The TxEnergyUpdate keeps you up to date on the energy sector's latest news and stories



Rising natural gas prices across Europe reveal what most have known: Russia, the largest exporter of gas, is willing to leverage its massive supply for political gain. While Moscow denies any foul play, natural gas prices miraculously dropped after President Putin promised to help calm the market.

“The European gas crisis has shown the extreme leverage that Russia has over Europe and beyond,” said Thierry Bros, an energy expert and professor at Sciences Po Paris. “Putin is the only one who could prevent blackouts in Europe because Russia has spare capacity. This is a position of power.”

Russia places the blame for the rising gas prices on Europe’s faith in the spot market. If Europe wants stable prices in the future, Russia encourages longer term contracts. Europe is in a jam because they’ve pivoted away from harvesting their own gas, and other options, like liquified natural gas (LNG) from the U.S., are more costly to attain than Russia’s direct pipelines. This has given Russia leverage to try and push things like the Nord Stream 2, a pipeline that will stretch from Russia to Germany, and cut out Ukraine and Poland, two countries with unfavorable opinions of Moscow.

Russia is embracing its gas and oil, and is set to produce up to one million barrels per day by next year. They are also expanding their reach to the east by providing China with coal, a large source of fuel for China’s economy.

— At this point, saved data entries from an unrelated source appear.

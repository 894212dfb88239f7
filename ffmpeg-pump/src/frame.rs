use std::fmt::{Display, Formatter};
use std::path::Path;
use std::sync::{Arc, Mutex};

use bytes::Bytes;
use ffmpeg_next::format::Pixel;

use crate::controller::lock;

/// Decoded frames are always packed RGB24.
pub const PIXEL_FORMAT: Pixel = Pixel::RGB24;
pub const BYTES_PER_PIXEL: usize = 3;

/// An RGB24 image produced by the ingest decoder. Rows are `stride` bytes apart.
#[derive(Clone, Debug, PartialEq, Eq)]
pub struct DecodedFrame {
    width: u32,
    height: u32,
    stride: usize,
    data: Bytes,
    pts: Option<i64>,
}

impl DecodedFrame {
    pub fn new(
        width: u32,
        height: u32,
        stride: usize,
        data: Bytes,
        pts: Option<i64>,
    ) -> anyhow::Result<Self> {
        if width == 0 || height == 0 {
            anyhow::bail!("invalid frame size {}x{}", width, height);
        }
        let row = width as usize * BYTES_PER_PIXEL;
        if stride < row {
            anyhow::bail!("stride {} shorter than row of {} bytes", stride, row);
        }
        let expected = stride * height as usize;
        if data.len() < expected {
            anyhow::bail!("frame data {} bytes, need {}", data.len(), expected);
        }
        Ok(Self {
            width,
            height,
            stride,
            data: data.slice(..expected),
            pts,
        })
    }

    /// Copies the first plane out of an RGB24 FFmpeg frame.
    pub fn from_video(frame: &ffmpeg_next::frame::Video) -> anyhow::Result<Self> {
        if frame.format() != PIXEL_FORMAT {
            anyhow::bail!("expected {:?} frame, got {:?}", PIXEL_FORMAT, frame.format());
        }
        let stride = frame.stride(0);
        let len = stride * frame.height() as usize;
        let plane = frame.data(0);
        let data = plane
            .get(..len)
            .ok_or_else(|| anyhow::anyhow!("short rgb plane: {} < {}", plane.len(), len))?;
        Self::new(
            frame.width(),
            frame.height(),
            stride,
            Bytes::copy_from_slice(data),
            frame.pts(),
        )
    }

    pub fn width(&self) -> u32 {
        self.width
    }

    pub fn height(&self) -> u32 {
        self.height
    }

    pub fn stride(&self) -> usize {
        self.stride
    }

    pub fn data(&self) -> &Bytes {
        &self.data
    }

    pub fn pts(&self) -> Option<i64> {
        self.pts
    }

    /// Pixel rows without stride padding.
    pub fn rows(&self) -> impl Iterator<Item = &[u8]> {
        let row = self.width as usize * BYTES_PER_PIXEL;
        self.data.chunks(self.stride).map(move |line| &line[..row])
    }

    /// Tightly packed copy of the pixels (`width * 3` bytes per row).
    pub fn to_packed(&self) -> Vec<u8> {
        let mut packed =
            Vec::with_capacity(self.width as usize * self.height as usize * BYTES_PER_PIXEL);
        for row in self.rows() {
            packed.extend_from_slice(row);
        }
        packed
    }

    pub fn save_jpeg(&self, path: &Path, quality: u8) -> anyhow::Result<()> {
        let width = u16::try_from(self.width)
            .map_err(|_| anyhow::anyhow!("frame too wide for jpeg: {}", self.width))?;
        let height = u16::try_from(self.height)
            .map_err(|_| anyhow::anyhow!("frame too tall for jpeg: {}", self.height))?;
        let encoder = jpeg_encoder::Encoder::new_file(path, quality)?;
        encoder.encode(&self.to_packed(), width, height, jpeg_encoder::ColorType::Rgb)?;
        Ok(())
    }
}

impl Display for DecodedFrame {
    fn fmt(&self, f: &mut Formatter<'_>) -> std::fmt::Result {
        write!(
            f,
            "rgb24 {}x{} stride={} pts={:?}",
            self.width, self.height, self.stride, self.pts
        )
    }
}

/// Single-slot holder of the most recent decoded frame.
///
/// The worker replaces the slot wholesale; readers get a shared handle to a complete
/// frame, so dimensions and bytes always agree.
#[derive(Clone, Default)]
pub struct FrameBuffer {
    slot: Arc<Mutex<Option<Arc<DecodedFrame>>>>,
}

impl FrameBuffer {
    pub fn new() -> Self {
        Self::default()
    }

    pub fn publish(&self, frame: DecodedFrame) {
        *lock(&self.slot) = Some(Arc::new(frame));
    }

    pub fn latest(&self) -> Option<Arc<DecodedFrame>> {
        lock(&self.slot).clone()
    }

    pub fn clear(&self) {
        lock(&self.slot).take();
    }
}

#[cfg(test)]
mod tests {
    use super::*;

    fn solid(width: u32, height: u32, stride: usize, value: u8) -> DecodedFrame {
        let data = Bytes::from(vec![value; stride * height as usize]);
        DecodedFrame::new(width, height, stride, data, Some(value as i64)).unwrap()
    }

    #[test]
    fn new_validates_geometry() {
        assert!(DecodedFrame::new(0, 2, 12, Bytes::from(vec![0; 24]), None).is_err());
        assert!(DecodedFrame::new(4, 2, 11, Bytes::from(vec![0; 24]), None).is_err());
        assert!(DecodedFrame::new(4, 2, 12, Bytes::from(vec![0; 23]), None).is_err());

        let frame = DecodedFrame::new(4, 2, 12, Bytes::from(vec![0; 30]), None).unwrap();
        assert_eq!(frame.data().len(), 24);
    }

    #[test]
    fn packed_copy_drops_padding() {
        let mut data = Vec::new();
        for row in 0..2u8 {
            data.extend_from_slice(&[row; 6]);
            data.extend_from_slice(&[0xff; 2]);
        }
        let frame = DecodedFrame::new(2, 2, 8, Bytes::from(data), None).unwrap();
        assert_eq!(frame.to_packed(), vec![0, 0, 0, 0, 0, 0, 1, 1, 1, 1, 1, 1]);
    }

    #[test]
    fn buffer_keeps_only_the_latest() {
        let buffer = FrameBuffer::new();
        assert!(buffer.latest().is_none());

        buffer.publish(solid(4, 2, 12, 1));
        buffer.publish(solid(8, 4, 24, 2));
        let latest = buffer.latest().unwrap();
        assert_eq!((latest.width(), latest.height()), (8, 4));
        assert_eq!(latest.pts(), Some(2));

        buffer.clear();
        assert!(buffer.latest().is_none());
    }

    #[test]
    fn readers_never_see_torn_frames() {
        let buffer = FrameBuffer::new();
        buffer.publish(solid(2, 2, 6, 0));

        let writer = {
            let buffer = buffer.clone();
            std::thread::spawn(move || {
                for i in 0..500u32 {
                    let size = 2 + (i % 7);
                    let stride = size as usize * BYTES_PER_PIXEL;
                    buffer.publish(solid(size, size, stride, (i % 251) as u8));
                }
            })
        };

        for _ in 0..500 {
            let frame = buffer.latest().unwrap();
            assert_eq!(frame.data().len(), frame.stride() * frame.height() as usize);
            let first = frame.data()[0];
            assert!(frame.data().iter().all(|b| *b == first));
        }
        writer.join().unwrap();
    }

    #[test]
    fn save_jpeg_writes_a_file() {
        let dir = std::env::temp_dir().join(format!("ffmpeg-pump-jpeg-{}", std::process::id()));
        std::fs::create_dir_all(&dir).unwrap();
        let path = dir.join("frame.jpg");

        solid(16, 8, 48, 128).save_jpeg(&path, 90).unwrap();
        let bytes = std::fs::read(&path).unwrap();
        assert_eq!(&bytes[..2], &[0xff, 0xd8]);

        std::fs::remove_dir_all(&dir).unwrap();
    }
}
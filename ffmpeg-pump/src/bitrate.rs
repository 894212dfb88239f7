use std::time::{Duration, Instant};

pub const BITRATE_WINDOW: Duration = Duration::from_secs(1);

/// Rolling byte count turned into bits per second once per window.
#[derive(Debug, Default)]
pub struct BitrateWindow {
    bytes: u64,
    window_start: Option<Instant>,
    bits_per_second: u64,
}

impl BitrateWindow {
    /// Starts a fresh window; the estimate reads zero until it elapses.
    pub fn reset(&mut self, now: Instant) {
        self.bytes = 0;
        self.bits_per_second = 0;
        self.window_start = Some(now);
    }

    pub fn clear(&mut self) {
        *self = Self::default();
    }

    /// Adds `bytes` and returns the new estimate when a window has completed.
    pub fn record(&mut self, bytes: usize, now: Instant) -> Option<u64> {
        self.bytes += bytes as u64;
        let Some(start) = self.window_start else {
            self.window_start = Some(now);
            return None;
        };
        let elapsed = now.saturating_duration_since(start);
        if elapsed < BITRATE_WINDOW {
            return None;
        }
        let elapsed_ms = elapsed.as_millis().max(1) as u64;
        self.bits_per_second = self.bytes * 8 * 1000 / elapsed_ms;
        self.bytes = 0;
        self.window_start = Some(now);
        Some(self.bits_per_second)
    }

    pub fn bits_per_second(&self) -> u64 {
        self.bits_per_second
    }
}

#[cfg(test)]
mod tests {
    use super::*;

    #[test]
    fn estimate_is_zero_until_a_window_completes() {
        let start = Instant::now();
        let mut window = BitrateWindow::default();
        window.reset(start);
        assert_eq!(window.bits_per_second(), 0);

        assert_eq!(window.record(1000, start + Duration::from_millis(500)), None);
        assert_eq!(window.bits_per_second(), 0);
    }

    #[test]
    fn estimate_covers_the_whole_window() {
        let start = Instant::now();
        let mut window = BitrateWindow::default();
        window.reset(start);

        window.record(50_000, start + Duration::from_millis(400));
        let bps = window.record(75_000, start + Duration::from_millis(1000));
        assert_eq!(bps, Some(1_000_000));

        // next window starts empty
        let bps = window.record(25_000, start + Duration::from_millis(3000));
        assert_eq!(bps, Some(100_000));
    }

    #[test]
    fn first_record_without_reset_starts_the_window() {
        let start = Instant::now();
        let mut window = BitrateWindow::default();
        assert_eq!(window.record(500, start), None);
        assert_eq!(window.record(0, start + Duration::from_secs(1)), Some(4000));
    }

    #[test]
    fn clear_zeroes_the_estimate() {
        let start = Instant::now();
        let mut window = BitrateWindow::default();
        window.reset(start);
        window.record(10_000, start + Duration::from_secs(2));
        assert!(window.bits_per_second() > 0);
        window.clear();
        assert_eq!(window.bits_per_second(), 0);
    }
}
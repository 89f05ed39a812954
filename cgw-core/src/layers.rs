//! Marker layer visibility.
//!
//! Hiding a layer empties its coordinate arrays instead of deleting the
//! series, so the legend entry and trace index stay stable. The original
//! arrays are cached here and restored on show.

use crate::surface::{MapSurface, SeriesCoords};
use std::collections::HashMap;

#[derive(Debug, Default)]
pub struct LayerController {
    hidden: HashMap<String, SeriesCoords>,
}

impl LayerController {
    pub fn new() -> Self {
        Self::default()
    }

    pub fn is_hidden(&self, layer_id: &str) -> bool {
        self.hidden.contains_key(layer_id)
    }

    /// Show or hide a layer. Toggling into the state a layer is already in
    /// is a no-op, as is showing a layer that was never hidden.
    pub fn toggle(&mut self, surface: &mut dyn MapSurface, layer_id: &str, visible: bool) {
        if visible {
            match self.hidden.remove(layer_id) {
                Some(coords) => surface.set_series_coords(layer_id, &coords),
                None => log::debug!("layer {} already visible", layer_id),
            }
            return;
        }

        if self.hidden.contains_key(layer_id) {
            log::debug!("layer {} already hidden", layer_id);
            return;
        }
        let Some(coords) = surface.series_coords(layer_id) else {
            log::warn!("cannot hide unknown layer {}", layer_id);
            return;
        };
        self.hidden.insert(layer_id.to_string(), coords);
        surface.set_series_coords(layer_id, &SeriesCoords::default());
    }
}
//! Scale bar, bottom-left of the map.
//!
//! Width and label come from the current scale rung; the session updates
//! the rung on every zoom command and external relayout.

use crate::state::MapSession;
use dioxus::prelude::*;

#[component]
pub fn ScaleBar() -> Element {
    let session = use_context::<MapSession>();
    let Some(rung) = *session.scale.read() else {
        return rsx! {};
    };
    let width = format!("{:.0}px", rung.px);

    rsx! {
        div {
            style: "position: fixed; bottom: 18px; left: 16px; z-index: 900; \
                background: rgba(255,255,255,0.85); padding: 4px 8px; border-radius: 3px; \
                font-size: 11px; color: #424242;",
            div {
                style: "height: 4px; width: {width}; border: 1px solid #424242; \
                    border-top: none; margin-bottom: 2px;",
            }
            "{rung.label}"
        }
    }
}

“Russia’s role as an energy superpower is suddenly very clear,” said Daniel Yergin, vice chairman of consulting firm IHS Markit. If the U.S. has a panic button, someone should smash it now, because as a superpower, it’s clear Russia will leverage their power as they see fit.

Demand for energy is roaring back to near pre Covid levels, and as (mostly western) companies and governments taper back fossil fuels, renewables are unable to supply enough energy to fill the gap and meet the demand. For instance, “total global oil and gas investment this year will be down about 26% from pre-pandemic levels to $356 billion.” However, the International Energy Agency (IEA), said in a recent report that, “the world isn’t investing enough to meet its future energy needs, and uncertainties over policies and demand trajectories create a strong risk of a volatile period ahead for energy markets.”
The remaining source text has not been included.